⟨

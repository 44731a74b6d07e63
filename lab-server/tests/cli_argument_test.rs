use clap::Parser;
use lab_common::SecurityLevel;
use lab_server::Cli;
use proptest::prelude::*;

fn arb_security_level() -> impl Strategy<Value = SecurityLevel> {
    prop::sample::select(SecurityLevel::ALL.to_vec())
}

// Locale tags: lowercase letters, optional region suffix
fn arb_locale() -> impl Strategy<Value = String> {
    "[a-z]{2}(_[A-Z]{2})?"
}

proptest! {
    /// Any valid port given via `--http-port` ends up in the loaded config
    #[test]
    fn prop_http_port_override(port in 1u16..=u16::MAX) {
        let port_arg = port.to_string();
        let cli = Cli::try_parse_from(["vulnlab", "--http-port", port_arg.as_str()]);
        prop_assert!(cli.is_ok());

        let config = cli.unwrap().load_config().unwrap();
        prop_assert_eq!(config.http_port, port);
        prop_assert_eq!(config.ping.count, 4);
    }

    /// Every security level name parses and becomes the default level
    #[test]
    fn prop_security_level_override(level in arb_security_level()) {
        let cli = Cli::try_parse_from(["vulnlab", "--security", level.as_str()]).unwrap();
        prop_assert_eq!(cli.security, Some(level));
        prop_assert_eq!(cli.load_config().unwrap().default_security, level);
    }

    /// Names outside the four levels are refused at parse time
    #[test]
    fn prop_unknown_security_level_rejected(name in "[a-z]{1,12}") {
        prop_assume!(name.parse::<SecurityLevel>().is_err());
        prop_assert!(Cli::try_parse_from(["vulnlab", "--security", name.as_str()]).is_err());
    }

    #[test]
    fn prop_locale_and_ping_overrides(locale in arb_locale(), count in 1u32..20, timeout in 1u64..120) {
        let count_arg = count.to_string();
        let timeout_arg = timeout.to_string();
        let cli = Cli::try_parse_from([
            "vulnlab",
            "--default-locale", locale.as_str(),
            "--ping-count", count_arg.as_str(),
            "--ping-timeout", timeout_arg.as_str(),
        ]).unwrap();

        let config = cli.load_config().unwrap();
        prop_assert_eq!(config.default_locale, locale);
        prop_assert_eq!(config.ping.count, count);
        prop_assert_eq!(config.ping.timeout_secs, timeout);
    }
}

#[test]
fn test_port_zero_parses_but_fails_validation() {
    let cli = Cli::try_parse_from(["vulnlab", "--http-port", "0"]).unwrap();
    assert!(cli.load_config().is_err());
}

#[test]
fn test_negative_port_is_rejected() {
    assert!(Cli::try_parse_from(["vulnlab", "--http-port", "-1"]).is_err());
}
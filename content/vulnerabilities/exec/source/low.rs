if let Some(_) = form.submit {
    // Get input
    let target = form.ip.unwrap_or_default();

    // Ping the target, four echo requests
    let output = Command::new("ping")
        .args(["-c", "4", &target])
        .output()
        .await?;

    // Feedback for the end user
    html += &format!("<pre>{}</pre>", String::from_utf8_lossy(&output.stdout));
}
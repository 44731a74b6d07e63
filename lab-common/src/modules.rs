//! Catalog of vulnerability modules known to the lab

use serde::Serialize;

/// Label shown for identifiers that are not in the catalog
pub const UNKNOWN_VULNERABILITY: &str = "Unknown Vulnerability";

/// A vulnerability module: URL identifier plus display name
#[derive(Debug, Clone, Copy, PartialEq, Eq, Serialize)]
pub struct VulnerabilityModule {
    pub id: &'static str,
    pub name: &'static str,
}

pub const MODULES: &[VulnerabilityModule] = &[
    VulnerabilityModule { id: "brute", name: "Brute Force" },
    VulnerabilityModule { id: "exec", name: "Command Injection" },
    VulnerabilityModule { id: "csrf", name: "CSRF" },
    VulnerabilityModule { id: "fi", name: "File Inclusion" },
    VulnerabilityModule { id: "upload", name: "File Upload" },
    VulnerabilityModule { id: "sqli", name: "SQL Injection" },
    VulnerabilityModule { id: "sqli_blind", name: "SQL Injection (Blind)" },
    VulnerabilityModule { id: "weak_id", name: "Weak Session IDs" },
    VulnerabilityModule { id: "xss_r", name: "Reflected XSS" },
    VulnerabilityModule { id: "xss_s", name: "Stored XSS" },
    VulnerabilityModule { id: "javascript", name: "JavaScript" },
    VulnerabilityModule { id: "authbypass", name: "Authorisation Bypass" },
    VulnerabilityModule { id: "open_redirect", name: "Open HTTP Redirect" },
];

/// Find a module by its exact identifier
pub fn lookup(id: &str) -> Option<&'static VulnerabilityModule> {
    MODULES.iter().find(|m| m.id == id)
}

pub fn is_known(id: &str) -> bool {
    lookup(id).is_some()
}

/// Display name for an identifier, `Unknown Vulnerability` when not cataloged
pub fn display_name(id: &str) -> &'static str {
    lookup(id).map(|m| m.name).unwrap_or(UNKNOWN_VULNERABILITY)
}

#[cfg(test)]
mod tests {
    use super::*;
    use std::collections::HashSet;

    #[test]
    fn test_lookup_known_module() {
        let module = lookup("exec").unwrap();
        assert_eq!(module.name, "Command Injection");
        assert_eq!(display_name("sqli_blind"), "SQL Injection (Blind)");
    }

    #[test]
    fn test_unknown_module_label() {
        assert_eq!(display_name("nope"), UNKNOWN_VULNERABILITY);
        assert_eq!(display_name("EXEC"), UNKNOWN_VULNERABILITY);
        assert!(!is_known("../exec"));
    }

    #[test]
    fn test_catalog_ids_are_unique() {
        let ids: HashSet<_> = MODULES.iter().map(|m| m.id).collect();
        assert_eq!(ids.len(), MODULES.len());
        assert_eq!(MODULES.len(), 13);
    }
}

⟩

> [Directions]
Return every line from the entries above that includes the word "static".

> [Answer space]
    pub id: &'static str,
    pub name: &'static str,
pub fn lookup(id: &str) -> Option<&'static VulnerabilityModule> {
pub fn display_name(id: &str) -> &'static str {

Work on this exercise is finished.